Rose Marie McCoy was born Marie Hinton on April 19, 1922 in Oneida Arkansas, located in the Mississippi Delta. Her parents rented a forty acre piece of land on which they grew cotton and corn, and raised chickens and cows. Rose described her home as "a three room shack made of just plain wood with a tin top roof. The walls were papered with newspapers people threw out. You were rich if you had a nickle to buy a paper."
Life on the farm was hard enough, but when the Mississippi River flooded in 1927 severely damaging the area life became even harder. Then came the Great Depression and cotton prices. dropped even further. "Though Oneida was poor," Rose explained, "I never saw anyone go hungry. Everybody helped each other; it was beautiful."
Growing up on a the farm, Rose learned the importance of community, hard work, patience, determination, and kindness. She took those teachings with her when she left Arkansas for New York City in 1942. For ten years, she tried to make it as a singer. Though she had some success on the Chitlin' Circuit, opening for Pigmeat Markham, Moms Mabley, and other top performers, she also supported herself by ironing shirts in a hand laundry and during World War III, she worked as an iron welder on battleships, a physically demanding and sometimes dangerous job.

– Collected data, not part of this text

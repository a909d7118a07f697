//! Hashing utilities using FxHash.
//!
//! Used to derive short, deterministic cache keys from settings content.
//!
//! ```ignore
//! let fp = hash::fingerprint_list(&["theme-style", "fonts"]); // -> "a1b2c3d4"
//! ```

use rustc_hash::FxHasher;
use std::hash::Hasher;

/// Fingerprint an ordered list of strings as 8 hex chars.
///
/// Items are length-prefixed so `["ab", "c"]` and `["a", "bc"]` differ.
pub fn fingerprint_list<S: AsRef<str>>(items: &[S]) -> String {
    let mut hasher = FxHasher::default();
    for item in items {
        let item = item.as_ref();
        hasher.write_usize(item.len());
        hasher.write(item.as_bytes());
    }
    format!("{:016x}", hasher.finish())[..8].to_string()
}

#[cfg(test)]
mod tests {
    use super::*;

    #[test]
    fn test_fingerprint_is_stable() {
        assert_eq!(fingerprint_list(&["abc"]), fingerprint_list(&["abc"]));
        assert_eq!(fingerprint_list(&["abc"]).len(), 8);
        assert_ne!(fingerprint_list(&["abc"]), fingerprint_list(&["abd"]));
    }

    #[test]
    fn test_fingerprint_list_boundaries() {
        assert_ne!(fingerprint_list(&["ab", "c"]), fingerprint_list(&["a", "bc"]));
        assert_eq!(fingerprint_list::<&str>(&[]).len(), 8);
    }
}
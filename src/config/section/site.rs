//! `[site]` section configuration.
//!
//! # Example
//!
//! ```toml
//! [site]
//! home_url = "https://example.com"
//! theme_url = "https://example.com/wp-content/themes/child"
//! ```
//!
//! `theme_url` defaults to `home_url` when omitted.

use serde::{Deserialize, Serialize};

use crate::config::{ConfigDiagnostics, FieldPath};
use crate::host::SiteUrls;

/// Site base URLs.
#[derive(Debug, Clone, Serialize, Deserialize)]
#[serde(default)]
pub struct SiteConfig {
    /// Site root; `/path` URLs resolve against it.
    pub home_url: String,

    /// Active theme's asset directory; bare relative URLs resolve against it.
    pub theme_url: Option<String>,
}

pub struct SiteFields {
    pub home_url: FieldPath,
    pub theme_url: FieldPath,
}

impl Default for SiteConfig {
    fn default() -> Self {
        Self {
            home_url: "http://localhost".into(),
            theme_url: None,
        }
    }
}

impl SiteConfig {
    pub const FIELDS: SiteFields = SiteFields {
        home_url: FieldPath::new("site.home_url"),
        theme_url: FieldPath::new("site.theme_url"),
    };

    /// Base URLs for a request.
    pub fn urls(&self) -> SiteUrls {
        let theme = self.theme_url.as_deref().unwrap_or(&self.home_url);
        SiteUrls::new(self.home_url.as_str(), theme)
    }

    /// Both URLs must be absolute http(s) URLs with a host.
    pub fn validate(&self, diag: &mut ConfigDiagnostics) {
        check_base_url(Self::FIELDS.home_url, &self.home_url, diag);
        if let Some(theme) = &self.theme_url {
            check_base_url(Self::FIELDS.theme_url, theme, diag);
        }
    }
}

fn check_base_url(field: FieldPath, value: &str, diag: &mut ConfigDiagnostics) {
    match url::Url::parse(value) {
        Ok(parsed) if matches!(parsed.scheme(), "http" | "https") && parsed.has_host() => {}
        Ok(_) => diag.error(field, format!("`{value}` must be an http(s) URL with a host")),
        Err(e) => diag.error_with_hint(
            field,
            format!("invalid URL `{value}`: {e}"),
            "use a full URL such as https://example.com",
        ),
    }
}

#[cfg(test)]
mod tests {
    use crate::config::test_parse_config;

    #[test]
    fn test_site_urls() {
        let config = test_parse_config(
            "[site]\nhome_url = \"https://x.com/blog\"\ntheme_url = \"https://x.com/blog/theme\"",
        );
        let urls = config.site.urls();
        assert_eq!(urls.home, "https://x.com/blog");
        assert_eq!(urls.theme, "https://x.com/blog/theme");
    }

    #[test]
    fn test_theme_defaults_to_home() {
        let config = test_parse_config("[site]\nhome_url = \"https://x.com\"");
        assert_eq!(config.site.urls().theme, "https://x.com");
    }

    #[test]
    fn test_validate_rejects_relative_and_non_http() {
        let mut diag = crate::config::ConfigDiagnostics::new();
        test_parse_config("[site]\nhome_url = \"/blog\"").site.validate(&mut diag);
        test_parse_config("[site]\nhome_url = \"ftp://x.com\"").site.validate(&mut diag);
        assert_eq!(diag.errors().len(), 2);
        assert_eq!(diag.errors()[0].field.as_str(), "site.home_url");

        let mut diag = crate::config::ConfigDiagnostics::new();
        test_parse_config("").site.validate(&mut diag);
        assert!(diag.errors().is_empty());
    }
}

Then in 1952, she was asked to write and record two songs for a newly formed record company. Wheeler Records lasted only about a year, but it helped birth one of the longest , prolific songwriting careers ever, for when other record companies and music publishers heard her songs, they asked for more. In 1953, she had her first top ten Rhythm & Blues hit, "Gabbin' Blues".
Over the years, I have heard many people interview Rose. At some point, they all ask her to talk about how hard it was breaking into the white male dominated business of songwriting. "Hard? Rose would say. "Not really. I just did what I did, and it worked out." One interviewer couldn't get the answer he was looking for, so he asked another songwriter who knew Rose well, Jimmy Steward. He had the best answer. "Hard? Hell no, 'cause she's Rose. "
Of course breaking into the white male dominated songwriting business in the early 1950s was difficult for a black woman, but what Jimmy Steard knew was that Rose had the perfect combination to make it look easy - talent, determination, and fearlessness. Plus her beauty and sparkling personality certainly helped open doors.
The most incredible thing about Rose Marie McCoy ’s songwriting career is that she broke into the male-dominated business of songwriting without being on the staff of any record company or music publisher to represent her. She had to rely on her own efforts; she made the necessary connections herself. In addition to getting almost everything she wrote recorded, Rose also produced many records and formed her own music publishing company. That’s quite an accomplishment for a poor black farmer's daughter from Arkansas.